__Entries provided__
::::

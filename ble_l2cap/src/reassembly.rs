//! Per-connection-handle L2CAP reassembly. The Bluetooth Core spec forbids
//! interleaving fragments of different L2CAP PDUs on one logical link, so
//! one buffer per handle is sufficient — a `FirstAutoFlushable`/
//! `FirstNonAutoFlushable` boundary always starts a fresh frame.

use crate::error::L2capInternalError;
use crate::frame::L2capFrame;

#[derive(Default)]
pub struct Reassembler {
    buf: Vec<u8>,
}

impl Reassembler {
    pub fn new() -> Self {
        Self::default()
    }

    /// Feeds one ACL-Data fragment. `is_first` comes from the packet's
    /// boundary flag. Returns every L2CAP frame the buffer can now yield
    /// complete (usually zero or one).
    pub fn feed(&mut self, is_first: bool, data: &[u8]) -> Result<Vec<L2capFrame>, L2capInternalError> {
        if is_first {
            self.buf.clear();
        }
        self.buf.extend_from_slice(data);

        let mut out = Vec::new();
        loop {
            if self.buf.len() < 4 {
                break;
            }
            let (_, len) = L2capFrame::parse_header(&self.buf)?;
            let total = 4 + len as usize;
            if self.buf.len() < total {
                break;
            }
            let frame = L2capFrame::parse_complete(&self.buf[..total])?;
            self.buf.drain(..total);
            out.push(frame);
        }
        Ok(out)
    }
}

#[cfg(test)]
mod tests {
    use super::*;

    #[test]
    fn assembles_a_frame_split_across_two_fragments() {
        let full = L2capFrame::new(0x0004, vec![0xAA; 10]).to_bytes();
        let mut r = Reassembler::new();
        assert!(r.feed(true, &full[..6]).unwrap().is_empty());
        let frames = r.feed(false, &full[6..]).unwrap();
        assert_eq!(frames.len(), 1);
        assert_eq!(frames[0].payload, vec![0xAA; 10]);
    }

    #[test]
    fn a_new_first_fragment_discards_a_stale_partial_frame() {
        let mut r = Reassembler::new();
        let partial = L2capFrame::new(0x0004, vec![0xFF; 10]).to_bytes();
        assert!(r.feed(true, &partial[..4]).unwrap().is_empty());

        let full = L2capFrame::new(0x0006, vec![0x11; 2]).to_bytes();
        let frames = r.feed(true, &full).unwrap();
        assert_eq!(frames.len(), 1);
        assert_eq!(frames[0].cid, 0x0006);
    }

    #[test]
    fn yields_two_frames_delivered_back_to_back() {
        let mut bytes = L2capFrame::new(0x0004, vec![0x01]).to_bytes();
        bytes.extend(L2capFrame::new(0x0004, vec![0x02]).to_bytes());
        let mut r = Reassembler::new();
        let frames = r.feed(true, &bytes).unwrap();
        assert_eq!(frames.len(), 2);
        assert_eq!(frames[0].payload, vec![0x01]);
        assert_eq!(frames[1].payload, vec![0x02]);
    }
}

::::

__Requirement__
Copy out every line of the material above that contains the string "crate".

__Response to the exercise__
use crate::error::L2capInternalError;
use crate::frame::L2capFrame;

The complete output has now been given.